Tobin shared the four principles he has used to guide his 34-year career:
- Trust: Show confidence in the folks around you.
- Relationships: Respect everyone and maintain strong relationships.
- Reputation: Take care of your people and give every assignment your all.
- Credibility: Your integrity and trustworthiness are your most important assets.
Tobin also advised the group to adopt his “three A’s” style of leadership: approachable, accessible and available.
In telling the DLA story, Tobin described the agency as a desirable joint assignment for enlisted soldiers with logistics backgrounds. To emphasize his remarks, Tobin invited Army Sgt.
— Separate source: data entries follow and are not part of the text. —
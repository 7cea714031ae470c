/// A point in a surface's local coordinate space.
#[derive(Debug, Clone, Copy, PartialEq, Eq, Default)]
pub struct Point {
    pub x: i32,
    pub y: i32,
}

impl Point {
    pub const fn new(x: i32, y: i32) -> Self {
        Self { x, y }
    }
}

impl From<(i32, i32)> for Point {
    fn from(value: (i32, i32)) -> Self {
        Self {
            x: value.0,
            y: value.1,
        }
    }
}

/// An axis-aligned rectangle. Used both for component bounds and for the
/// resolved image-display sub-rectangle within a surface.
#[derive(Debug, Clone, Copy, PartialEq, Eq, Default)]
pub struct Rect {
    pub x: i32,
    pub y: i32,
    pub width: i32,
    pub height: i32,
}

impl Rect {
    pub const fn new(x: i32, y: i32, width: i32, height: i32) -> Self {
        Self {
            x,
            y,
            width,
            height,
        }
    }

    pub fn is_empty(&self) -> bool {
        self.width <= 0 || self.height <= 0
    }

    /// Half-open containment: the right and bottom edges are exclusive.
    pub fn contains(&self, point: Point) -> bool {
        point.x >= self.x
            && point.x < self.x + self.width
            && point.y >= self.y
            && point.y < self.y + self.height
    }
}

#[cfg(test)]
mod tests {
    use super::{Point, Rect};

    #[test]
    fn containment_is_half_open() {
        let rect = Rect::new(10, 20, 100, 50);
        assert!(rect.contains(Point::new(10, 20)));
        assert!(rect.contains(Point::new(109, 69)));
        assert!(!rect.contains(Point::new(110, 20)));
        assert!(!rect.contains(Point::new(10, 70)));
        assert!(!rect.contains(Point::new(9, 20)));
    }

    #[test]
    fn zero_sized_rects_are_empty_and_contain_nothing() {
        let rect = Rect::new(5, 5, 0, 10);
        assert!(rect.is_empty());
        assert!(!rect.contains(Point::new(5, 5)));
    }
}
use crate::readout::color::format_color;

/// One line of readout output: the pixel under the cursor (or the locked
/// one), its sampled color when available, and whether the lock is held.
#[derive(Debug, Clone, Copy, PartialEq, Eq)]
pub struct Readout {
    pub pixel: Option<(u32, u32)>,
    pub color: Option<u32>,
    pub locked: bool,
}

impl Readout {
    pub const EMPTY: Self = Self {
        pixel: None,
        color: None,
        locked: false,
    };

    /// Render the status line. `"x: -, y: -"` when no pixel is resolved;
    /// the color part is omitted when sampling failed; `" (locked)"` is
    /// appended while the lock is held.
    pub fn text(&self) -> String {
        let Some((px, py)) = self.pixel else {
            return "x: -, y: -".to_string();
        };
        let color_part = self
            .color
            .map(|argb| format!(" {}", format_color(argb)))
            .unwrap_or_default();
        let lock_part = if self.locked { " (locked)" } else { "" };
        format!("x: {px}, y: {py}{color_part}{lock_part}")
    }
}

/// Hover/lock state for one attachment.
///
/// `Tracking` follows the cursor; `toggle_lock` freezes the last observation
/// until toggled again. Invariant: `locked` implies `locked_pixel` is set —
/// locking with nothing observed yet is a silent no-op.
#[derive(Debug, Clone, Default, PartialEq, Eq)]
pub struct TrackingState {
    last_pixel: Option<(u32, u32)>,
    last_color: Option<u32>,
    locked: bool,
    locked_pixel: Option<(u32, u32)>,
    locked_color: Option<u32>,
}

impl TrackingState {
    pub fn new() -> Self {
        Self::default()
    }

    pub fn is_locked(&self) -> bool {
        self.locked
    }

    /// Feed one pointer observation and get the readout to display.
    ///
    /// While locked the observation is ignored entirely; the frozen readout
    /// is re-emitted. A `None` pixel emits the empty readout but keeps the
    /// last known observation, which only the lock transition consumes.
    pub fn observe(&mut self, pixel: Option<(u32, u32)>, color: Option<u32>) -> Readout {
        if self.locked {
            return self.readout();
        }
        match pixel {
            Some(p) => {
                self.last_pixel = Some(p);
                self.last_color = color;
                Readout {
                    pixel: Some(p),
                    color,
                    locked: false,
                }
            }
            None => Readout::EMPTY,
        }
    }

    /// Toggle the lock. Returns `true` when the lock is held afterwards.
    pub fn toggle_lock(&mut self) -> bool {
        if self.locked {
            self.locked = false;
            self.locked_pixel = None;
            self.locked_color = None;
        } else if let Some(pixel) = self.last_pixel {
            self.locked = true;
            self.locked_pixel = Some(pixel);
            self.locked_color = self.last_color;
        }
        self.locked
    }

    /// The readout for the current state without feeding an observation.
    pub fn readout(&self) -> Readout {
        if self.locked {
            Readout {
                pixel: self.locked_pixel,
                color: self.locked_color,
                locked: true,
            }
        } else {
            Readout {
                pixel: self.last_pixel,
                color: self.last_color,
                locked: false,
            }
        }
    }

    /// Full reset, used on detach. Idempotent.
    pub fn reset(&mut self) {
        *self = Self::default();
    }
}
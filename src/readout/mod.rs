pub mod attachment;
pub mod color;
pub mod discovery;
pub mod mapping;
pub mod surface;
pub mod tracking;

pub use attachment::PixelReadout;
pub use color::format_color;
pub use discovery::{find_image_canvas, find_scrolled_content, resolve_viewing_surface};
pub use mapping::{compute_display_rect, infer_zoom, map_to_pixel, MappingContext};
pub use surface::SurfaceTree;
pub use tracking::{Readout, TrackingState};
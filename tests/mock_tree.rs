use pixel_readout::bitmap::Bitmap;
use pixel_readout::geometry::Rect;
use pixel_readout::readout::SurfaceTree;

/// Arena-backed stand-in for a host UI tree. Node handles are indices.
#[derive(Debug, Default)]
pub struct MockTree {
    nodes: Vec<MockNode>,
}

#[derive(Debug)]
struct MockNode {
    bounds: Rect,
    visible: bool,
    scrollable: bool,
    viewed: Option<usize>,
    children: Vec<usize>,
    parent: Option<usize>,
}

impl MockTree {
    pub fn new() -> Self {
        Self::default()
    }

    pub fn add(&mut self, parent: Option<usize>, bounds: Rect) -> usize {
        let id = self.nodes.len();
        self.nodes.push(MockNode {
            bounds,
            visible: true,
            scrollable: false,
            viewed: None,
            children: Vec::new(),
            parent,
        });
        if let Some(p) = parent {
            self.nodes[p].children.push(id);
        }
        id
    }

    pub fn mark_scrollable(&mut self, id: usize, viewed: usize) {
        self.nodes[id].scrollable = true;
        self.nodes[id].viewed = Some(viewed);
    }

    pub fn hide(&mut self, id: usize) {
        self.nodes[id].visible = false;
    }
}

impl SurfaceTree for MockTree {
    type Node = usize;

    fn children(&self, node: &usize) -> Vec<usize> {
        self.nodes[*node].children.clone()
    }

    fn parent(&self, node: &usize) -> Option<usize> {
        self.nodes[*node].parent
    }

    fn bounds(&self, node: &usize) -> Rect {
        self.nodes[*node].bounds
    }

    fn is_visible(&self, node: &usize) -> bool {
        self.nodes[*node].visible
    }

    fn is_leaf(&self, node: &usize) -> bool {
        self.nodes[*node].children.is_empty()
    }

    fn is_scrollable(&self, node: &usize) -> bool {
        self.nodes[*node].scrollable
    }

    fn viewed_content(&self, node: &usize) -> Option<usize> {
        self.nodes[*node].viewed
    }
}

/// Fixed-size bitmap that samples the same opaque color everywhere.
pub struct SolidBitmap {
    pub width: u32,
    pub height: u32,
    pub argb: u32,
}

impl Bitmap for SolidBitmap {
    fn width(&self) -> u32 {
        self.width
    }

    fn height(&self) -> u32 {
        self.height
    }

    fn sample(&self, x: u32, y: u32) -> Option<u32> {
        (x < self.width && y < self.height).then_some(self.argb)
    }
}

/// Bitmap whose host-side sampling always fails, e.g. a decode error.
pub struct UnsampleableBitmap {
    pub width: u32,
    pub height: u32,
}

impl Bitmap for UnsampleableBitmap {
    fn width(&self) -> u32 {
        self.width
    }

    fn height(&self) -> u32 {
        self.height
    }

    fn sample(&self, _x: u32, _y: u32) -> Option<u32> {
        None
    }
}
First Class Yadriana Kavitz to address the group about her job working in the Joint Logistics Operations Center at DLA. Kavitz, in the 12th year of her Army career, started working for DLA about six months ago.
Tobin warned about soldiers getting too comfortable at DLA, however. “If you serve time at DLA, I will not extend your stay here and I don’t want you to retire here,” he said. “I want to send you back to your service so you can take the DLA story back to your units.”
Tobin ended his 90-minute presentation with a personal story about the importance of family to a military career. “I want you to go home tonight and thank your family for the sacrifices they make for your career and for our country,” he said. “It’s important that we always remember to do that.”